**Exercise prompt**
Among the entries below, tally the lines that include "address", and give the number alone.

**Source data**
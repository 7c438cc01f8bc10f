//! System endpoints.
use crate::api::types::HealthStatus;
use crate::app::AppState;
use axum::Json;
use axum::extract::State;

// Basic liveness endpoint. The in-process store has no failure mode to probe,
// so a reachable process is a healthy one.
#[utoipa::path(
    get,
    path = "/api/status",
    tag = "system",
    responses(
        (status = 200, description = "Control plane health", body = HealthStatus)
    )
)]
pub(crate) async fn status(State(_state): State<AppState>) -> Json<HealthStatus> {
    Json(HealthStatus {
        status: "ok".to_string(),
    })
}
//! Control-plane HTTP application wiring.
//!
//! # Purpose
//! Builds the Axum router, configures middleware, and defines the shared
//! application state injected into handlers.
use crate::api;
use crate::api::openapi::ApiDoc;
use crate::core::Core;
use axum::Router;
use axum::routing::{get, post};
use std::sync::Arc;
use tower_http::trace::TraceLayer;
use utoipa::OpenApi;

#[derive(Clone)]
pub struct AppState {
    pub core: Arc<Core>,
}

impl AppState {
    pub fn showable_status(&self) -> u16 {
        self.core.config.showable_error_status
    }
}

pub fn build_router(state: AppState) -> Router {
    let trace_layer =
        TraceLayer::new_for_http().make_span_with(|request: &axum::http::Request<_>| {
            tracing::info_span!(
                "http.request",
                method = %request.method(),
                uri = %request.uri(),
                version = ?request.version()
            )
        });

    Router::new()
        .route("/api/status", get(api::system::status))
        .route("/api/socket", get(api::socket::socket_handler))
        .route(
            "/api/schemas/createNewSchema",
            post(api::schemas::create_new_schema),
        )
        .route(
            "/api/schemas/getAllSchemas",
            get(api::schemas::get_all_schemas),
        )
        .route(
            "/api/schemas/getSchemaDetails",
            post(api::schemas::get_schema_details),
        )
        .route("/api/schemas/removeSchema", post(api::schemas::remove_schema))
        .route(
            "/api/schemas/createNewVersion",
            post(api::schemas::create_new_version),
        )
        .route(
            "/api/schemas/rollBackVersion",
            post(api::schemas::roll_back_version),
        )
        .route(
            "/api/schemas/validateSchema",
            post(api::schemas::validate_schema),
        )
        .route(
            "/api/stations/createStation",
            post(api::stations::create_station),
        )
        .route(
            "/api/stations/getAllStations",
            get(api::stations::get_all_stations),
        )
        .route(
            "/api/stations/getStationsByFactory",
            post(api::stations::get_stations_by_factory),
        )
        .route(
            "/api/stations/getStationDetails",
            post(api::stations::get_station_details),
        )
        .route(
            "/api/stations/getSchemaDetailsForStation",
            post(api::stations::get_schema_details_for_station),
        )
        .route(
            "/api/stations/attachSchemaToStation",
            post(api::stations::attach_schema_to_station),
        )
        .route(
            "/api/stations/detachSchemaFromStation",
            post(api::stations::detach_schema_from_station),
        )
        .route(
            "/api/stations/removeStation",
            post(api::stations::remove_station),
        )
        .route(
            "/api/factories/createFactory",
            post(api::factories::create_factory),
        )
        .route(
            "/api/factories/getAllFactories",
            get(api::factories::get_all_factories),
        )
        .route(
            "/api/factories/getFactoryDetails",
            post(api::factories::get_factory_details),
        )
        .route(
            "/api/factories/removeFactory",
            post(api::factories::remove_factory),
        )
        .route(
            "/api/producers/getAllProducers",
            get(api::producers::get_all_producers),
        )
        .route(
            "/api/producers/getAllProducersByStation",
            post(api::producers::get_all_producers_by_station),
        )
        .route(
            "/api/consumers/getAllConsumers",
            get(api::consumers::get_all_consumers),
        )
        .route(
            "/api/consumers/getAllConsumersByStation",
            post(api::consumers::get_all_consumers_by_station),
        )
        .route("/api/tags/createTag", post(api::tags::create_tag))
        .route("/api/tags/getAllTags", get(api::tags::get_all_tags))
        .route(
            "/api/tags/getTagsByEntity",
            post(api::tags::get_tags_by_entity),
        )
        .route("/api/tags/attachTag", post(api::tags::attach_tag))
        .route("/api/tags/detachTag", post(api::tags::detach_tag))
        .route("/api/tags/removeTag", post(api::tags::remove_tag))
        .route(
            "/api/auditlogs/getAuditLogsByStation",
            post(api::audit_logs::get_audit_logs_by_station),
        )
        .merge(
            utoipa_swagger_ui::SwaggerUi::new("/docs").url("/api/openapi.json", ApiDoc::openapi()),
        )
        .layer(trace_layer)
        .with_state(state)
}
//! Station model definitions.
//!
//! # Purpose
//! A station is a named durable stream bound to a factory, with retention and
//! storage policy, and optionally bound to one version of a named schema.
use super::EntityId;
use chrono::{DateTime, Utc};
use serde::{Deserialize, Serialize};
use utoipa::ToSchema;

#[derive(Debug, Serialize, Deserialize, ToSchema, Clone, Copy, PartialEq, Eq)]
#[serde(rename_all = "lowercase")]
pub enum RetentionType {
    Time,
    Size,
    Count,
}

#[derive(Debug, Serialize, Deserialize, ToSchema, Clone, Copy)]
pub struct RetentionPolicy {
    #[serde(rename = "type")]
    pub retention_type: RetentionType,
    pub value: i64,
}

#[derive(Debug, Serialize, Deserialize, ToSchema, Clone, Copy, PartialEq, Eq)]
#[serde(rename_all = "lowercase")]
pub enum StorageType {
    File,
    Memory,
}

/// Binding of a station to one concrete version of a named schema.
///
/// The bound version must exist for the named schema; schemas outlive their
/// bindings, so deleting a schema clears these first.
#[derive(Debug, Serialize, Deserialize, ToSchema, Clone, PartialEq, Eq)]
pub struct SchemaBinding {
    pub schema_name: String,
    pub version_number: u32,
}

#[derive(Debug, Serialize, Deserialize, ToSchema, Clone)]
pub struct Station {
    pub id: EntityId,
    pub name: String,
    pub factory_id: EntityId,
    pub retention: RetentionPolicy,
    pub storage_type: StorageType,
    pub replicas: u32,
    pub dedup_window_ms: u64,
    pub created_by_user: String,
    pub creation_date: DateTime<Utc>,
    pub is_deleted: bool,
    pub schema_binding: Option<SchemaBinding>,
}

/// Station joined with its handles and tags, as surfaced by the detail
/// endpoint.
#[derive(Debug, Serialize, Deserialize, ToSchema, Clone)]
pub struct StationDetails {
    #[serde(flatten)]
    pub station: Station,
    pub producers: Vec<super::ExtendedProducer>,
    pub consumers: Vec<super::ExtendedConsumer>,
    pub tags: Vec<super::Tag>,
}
* * *
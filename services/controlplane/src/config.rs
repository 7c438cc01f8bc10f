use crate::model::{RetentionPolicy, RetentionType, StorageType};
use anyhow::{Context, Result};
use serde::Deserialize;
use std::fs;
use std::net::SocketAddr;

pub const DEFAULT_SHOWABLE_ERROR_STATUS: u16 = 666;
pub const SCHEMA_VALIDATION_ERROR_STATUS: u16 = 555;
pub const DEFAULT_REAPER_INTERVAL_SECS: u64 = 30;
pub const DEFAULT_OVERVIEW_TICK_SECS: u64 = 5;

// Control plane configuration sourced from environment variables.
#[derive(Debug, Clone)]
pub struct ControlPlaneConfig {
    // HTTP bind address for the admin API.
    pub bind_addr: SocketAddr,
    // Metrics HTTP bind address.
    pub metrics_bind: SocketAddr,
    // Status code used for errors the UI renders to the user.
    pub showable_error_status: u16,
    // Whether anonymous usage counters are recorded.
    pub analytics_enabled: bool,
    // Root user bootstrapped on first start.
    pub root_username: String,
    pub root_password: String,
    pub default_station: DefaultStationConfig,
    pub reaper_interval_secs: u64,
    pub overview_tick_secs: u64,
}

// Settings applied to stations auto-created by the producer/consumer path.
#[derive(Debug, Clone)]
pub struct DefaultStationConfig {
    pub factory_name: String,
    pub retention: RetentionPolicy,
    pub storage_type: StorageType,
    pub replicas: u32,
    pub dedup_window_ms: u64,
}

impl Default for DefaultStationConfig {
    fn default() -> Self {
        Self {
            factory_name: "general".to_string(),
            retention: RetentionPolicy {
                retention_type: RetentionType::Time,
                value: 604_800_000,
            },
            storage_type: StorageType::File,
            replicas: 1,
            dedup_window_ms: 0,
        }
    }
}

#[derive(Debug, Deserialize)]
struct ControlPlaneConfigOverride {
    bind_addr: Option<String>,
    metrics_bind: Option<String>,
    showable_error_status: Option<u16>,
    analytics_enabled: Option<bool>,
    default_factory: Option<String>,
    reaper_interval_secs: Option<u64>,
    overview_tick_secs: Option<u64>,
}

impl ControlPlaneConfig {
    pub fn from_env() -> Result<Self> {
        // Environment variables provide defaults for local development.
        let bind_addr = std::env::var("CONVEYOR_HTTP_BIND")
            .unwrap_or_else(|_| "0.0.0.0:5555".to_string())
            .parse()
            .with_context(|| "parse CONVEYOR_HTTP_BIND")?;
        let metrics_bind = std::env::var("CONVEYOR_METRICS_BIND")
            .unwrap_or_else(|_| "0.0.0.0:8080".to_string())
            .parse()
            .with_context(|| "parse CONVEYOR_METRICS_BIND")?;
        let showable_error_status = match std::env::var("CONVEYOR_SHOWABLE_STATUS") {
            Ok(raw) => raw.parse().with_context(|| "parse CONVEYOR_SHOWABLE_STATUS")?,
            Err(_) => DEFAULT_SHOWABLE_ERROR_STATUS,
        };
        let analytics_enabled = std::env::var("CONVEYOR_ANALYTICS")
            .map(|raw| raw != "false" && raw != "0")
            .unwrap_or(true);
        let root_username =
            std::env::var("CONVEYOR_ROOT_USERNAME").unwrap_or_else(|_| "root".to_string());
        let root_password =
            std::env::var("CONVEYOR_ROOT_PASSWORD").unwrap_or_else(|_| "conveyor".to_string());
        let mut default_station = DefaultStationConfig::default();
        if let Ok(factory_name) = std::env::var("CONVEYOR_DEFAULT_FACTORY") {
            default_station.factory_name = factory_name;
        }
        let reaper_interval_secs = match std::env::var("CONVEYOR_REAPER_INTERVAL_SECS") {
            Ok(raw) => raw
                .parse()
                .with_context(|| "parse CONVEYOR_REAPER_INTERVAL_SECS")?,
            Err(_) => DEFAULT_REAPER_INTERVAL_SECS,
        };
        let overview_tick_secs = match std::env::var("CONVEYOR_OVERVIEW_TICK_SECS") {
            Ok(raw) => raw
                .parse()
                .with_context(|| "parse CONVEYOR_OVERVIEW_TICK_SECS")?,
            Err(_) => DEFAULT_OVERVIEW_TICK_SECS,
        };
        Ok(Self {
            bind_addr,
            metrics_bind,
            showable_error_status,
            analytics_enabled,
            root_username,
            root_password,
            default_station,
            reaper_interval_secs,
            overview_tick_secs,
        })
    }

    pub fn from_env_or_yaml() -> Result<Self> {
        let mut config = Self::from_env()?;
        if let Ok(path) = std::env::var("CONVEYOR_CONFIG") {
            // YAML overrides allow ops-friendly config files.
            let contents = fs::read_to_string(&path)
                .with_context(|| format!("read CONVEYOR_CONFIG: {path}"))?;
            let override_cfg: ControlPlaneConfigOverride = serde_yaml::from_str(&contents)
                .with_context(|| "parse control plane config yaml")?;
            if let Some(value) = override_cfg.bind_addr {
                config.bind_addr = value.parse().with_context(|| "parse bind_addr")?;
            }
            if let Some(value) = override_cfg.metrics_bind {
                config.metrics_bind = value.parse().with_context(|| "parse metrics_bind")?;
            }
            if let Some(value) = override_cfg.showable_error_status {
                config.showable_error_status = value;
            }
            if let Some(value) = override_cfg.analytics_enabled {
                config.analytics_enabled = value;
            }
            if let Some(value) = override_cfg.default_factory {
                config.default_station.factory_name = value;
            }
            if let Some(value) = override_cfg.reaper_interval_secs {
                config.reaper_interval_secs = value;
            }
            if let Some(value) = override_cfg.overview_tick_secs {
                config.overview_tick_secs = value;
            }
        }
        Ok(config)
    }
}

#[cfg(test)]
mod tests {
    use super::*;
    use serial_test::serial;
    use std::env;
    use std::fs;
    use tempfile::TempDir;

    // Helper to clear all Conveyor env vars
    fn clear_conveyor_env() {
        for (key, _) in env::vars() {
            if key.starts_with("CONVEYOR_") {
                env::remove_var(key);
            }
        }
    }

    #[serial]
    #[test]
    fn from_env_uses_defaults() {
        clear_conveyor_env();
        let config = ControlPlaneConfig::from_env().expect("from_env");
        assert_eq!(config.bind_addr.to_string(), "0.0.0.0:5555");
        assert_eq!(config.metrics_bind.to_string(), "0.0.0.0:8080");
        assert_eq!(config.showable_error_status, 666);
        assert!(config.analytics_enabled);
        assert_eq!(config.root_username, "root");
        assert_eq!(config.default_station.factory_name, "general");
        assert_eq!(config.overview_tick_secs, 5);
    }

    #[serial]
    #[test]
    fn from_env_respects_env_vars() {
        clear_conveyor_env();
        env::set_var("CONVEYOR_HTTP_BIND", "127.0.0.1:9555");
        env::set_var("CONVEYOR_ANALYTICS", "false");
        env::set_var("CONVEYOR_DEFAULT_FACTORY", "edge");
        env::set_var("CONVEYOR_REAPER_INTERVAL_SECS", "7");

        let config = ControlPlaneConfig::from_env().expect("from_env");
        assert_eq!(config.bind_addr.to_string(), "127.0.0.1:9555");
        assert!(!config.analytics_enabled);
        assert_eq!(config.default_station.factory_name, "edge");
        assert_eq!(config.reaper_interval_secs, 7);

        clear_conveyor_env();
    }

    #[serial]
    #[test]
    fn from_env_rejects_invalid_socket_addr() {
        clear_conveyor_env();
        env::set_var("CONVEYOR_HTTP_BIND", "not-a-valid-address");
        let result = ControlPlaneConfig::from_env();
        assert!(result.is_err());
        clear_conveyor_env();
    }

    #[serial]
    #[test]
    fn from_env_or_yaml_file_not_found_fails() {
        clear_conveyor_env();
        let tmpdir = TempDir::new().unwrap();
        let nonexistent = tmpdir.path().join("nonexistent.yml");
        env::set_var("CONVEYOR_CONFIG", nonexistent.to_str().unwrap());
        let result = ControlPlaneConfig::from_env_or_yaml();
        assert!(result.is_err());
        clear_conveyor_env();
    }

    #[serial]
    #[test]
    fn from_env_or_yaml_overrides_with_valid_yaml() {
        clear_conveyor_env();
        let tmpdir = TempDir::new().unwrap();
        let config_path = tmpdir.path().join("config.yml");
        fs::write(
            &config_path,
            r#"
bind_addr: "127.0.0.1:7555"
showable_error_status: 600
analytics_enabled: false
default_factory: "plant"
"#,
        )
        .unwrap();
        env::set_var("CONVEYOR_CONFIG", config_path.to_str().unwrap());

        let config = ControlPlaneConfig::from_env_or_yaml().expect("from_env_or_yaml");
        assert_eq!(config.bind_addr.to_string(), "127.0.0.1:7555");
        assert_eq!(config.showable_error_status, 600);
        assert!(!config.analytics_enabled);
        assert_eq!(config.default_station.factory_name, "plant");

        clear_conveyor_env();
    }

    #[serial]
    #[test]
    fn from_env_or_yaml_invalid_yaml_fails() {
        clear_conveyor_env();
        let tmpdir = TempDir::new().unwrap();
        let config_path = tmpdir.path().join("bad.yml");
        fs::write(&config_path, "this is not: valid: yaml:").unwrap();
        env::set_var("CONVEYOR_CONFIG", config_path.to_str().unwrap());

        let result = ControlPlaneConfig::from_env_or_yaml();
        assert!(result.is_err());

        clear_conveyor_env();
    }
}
---
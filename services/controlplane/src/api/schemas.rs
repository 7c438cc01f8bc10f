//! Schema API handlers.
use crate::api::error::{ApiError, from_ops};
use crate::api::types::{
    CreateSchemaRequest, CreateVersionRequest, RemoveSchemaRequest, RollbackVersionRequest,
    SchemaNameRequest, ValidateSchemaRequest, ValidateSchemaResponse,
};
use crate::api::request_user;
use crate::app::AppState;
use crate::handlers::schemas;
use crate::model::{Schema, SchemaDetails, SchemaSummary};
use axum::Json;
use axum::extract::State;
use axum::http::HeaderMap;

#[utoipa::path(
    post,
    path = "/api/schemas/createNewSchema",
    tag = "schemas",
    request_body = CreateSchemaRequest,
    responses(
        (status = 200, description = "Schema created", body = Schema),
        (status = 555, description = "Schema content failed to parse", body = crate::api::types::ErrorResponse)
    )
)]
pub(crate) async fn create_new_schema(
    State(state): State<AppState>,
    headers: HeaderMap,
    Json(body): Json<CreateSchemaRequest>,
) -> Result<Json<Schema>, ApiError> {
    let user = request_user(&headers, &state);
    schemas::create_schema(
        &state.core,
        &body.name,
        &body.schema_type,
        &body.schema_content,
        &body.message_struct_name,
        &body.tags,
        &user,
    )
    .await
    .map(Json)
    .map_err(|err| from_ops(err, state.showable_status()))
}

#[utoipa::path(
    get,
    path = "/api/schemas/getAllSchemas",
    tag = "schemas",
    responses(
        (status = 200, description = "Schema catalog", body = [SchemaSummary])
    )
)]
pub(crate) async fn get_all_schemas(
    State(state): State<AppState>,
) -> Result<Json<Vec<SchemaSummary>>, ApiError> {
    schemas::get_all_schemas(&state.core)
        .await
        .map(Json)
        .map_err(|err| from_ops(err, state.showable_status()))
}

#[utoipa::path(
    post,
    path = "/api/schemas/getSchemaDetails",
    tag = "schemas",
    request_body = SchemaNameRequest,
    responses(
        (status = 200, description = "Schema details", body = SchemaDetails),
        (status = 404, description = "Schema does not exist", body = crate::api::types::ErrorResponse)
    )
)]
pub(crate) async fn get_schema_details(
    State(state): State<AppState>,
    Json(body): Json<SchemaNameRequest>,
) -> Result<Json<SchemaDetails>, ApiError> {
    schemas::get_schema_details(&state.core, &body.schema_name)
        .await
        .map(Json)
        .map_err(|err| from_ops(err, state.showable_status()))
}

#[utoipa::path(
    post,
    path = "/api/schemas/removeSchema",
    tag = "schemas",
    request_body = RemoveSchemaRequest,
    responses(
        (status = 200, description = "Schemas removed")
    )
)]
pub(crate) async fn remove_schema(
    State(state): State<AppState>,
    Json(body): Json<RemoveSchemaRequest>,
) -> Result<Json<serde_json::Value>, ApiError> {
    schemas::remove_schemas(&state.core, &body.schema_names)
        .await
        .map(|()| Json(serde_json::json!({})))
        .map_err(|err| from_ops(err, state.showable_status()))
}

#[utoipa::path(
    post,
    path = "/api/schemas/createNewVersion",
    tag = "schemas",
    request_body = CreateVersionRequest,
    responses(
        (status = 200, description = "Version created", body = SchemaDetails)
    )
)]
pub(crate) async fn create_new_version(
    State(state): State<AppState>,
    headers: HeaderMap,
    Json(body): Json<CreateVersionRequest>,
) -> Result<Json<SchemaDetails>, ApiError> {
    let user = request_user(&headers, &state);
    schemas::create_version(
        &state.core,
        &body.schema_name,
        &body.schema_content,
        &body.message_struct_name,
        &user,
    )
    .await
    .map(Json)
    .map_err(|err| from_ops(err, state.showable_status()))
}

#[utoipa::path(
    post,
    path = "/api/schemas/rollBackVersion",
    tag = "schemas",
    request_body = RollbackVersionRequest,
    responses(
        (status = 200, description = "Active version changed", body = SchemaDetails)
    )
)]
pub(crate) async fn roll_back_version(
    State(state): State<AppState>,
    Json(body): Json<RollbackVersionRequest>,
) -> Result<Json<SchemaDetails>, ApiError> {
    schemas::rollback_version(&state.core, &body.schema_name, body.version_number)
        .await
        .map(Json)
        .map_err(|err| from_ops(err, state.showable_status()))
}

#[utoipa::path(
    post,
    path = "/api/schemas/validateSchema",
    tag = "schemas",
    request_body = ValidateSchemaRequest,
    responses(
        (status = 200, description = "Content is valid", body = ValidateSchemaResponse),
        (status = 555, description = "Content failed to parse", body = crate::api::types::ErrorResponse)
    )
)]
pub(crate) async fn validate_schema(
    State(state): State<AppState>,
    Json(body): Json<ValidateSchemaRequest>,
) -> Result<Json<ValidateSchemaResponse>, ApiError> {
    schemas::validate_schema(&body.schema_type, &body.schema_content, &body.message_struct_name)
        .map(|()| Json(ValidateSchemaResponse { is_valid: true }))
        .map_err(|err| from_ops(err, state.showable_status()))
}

**Your response**
3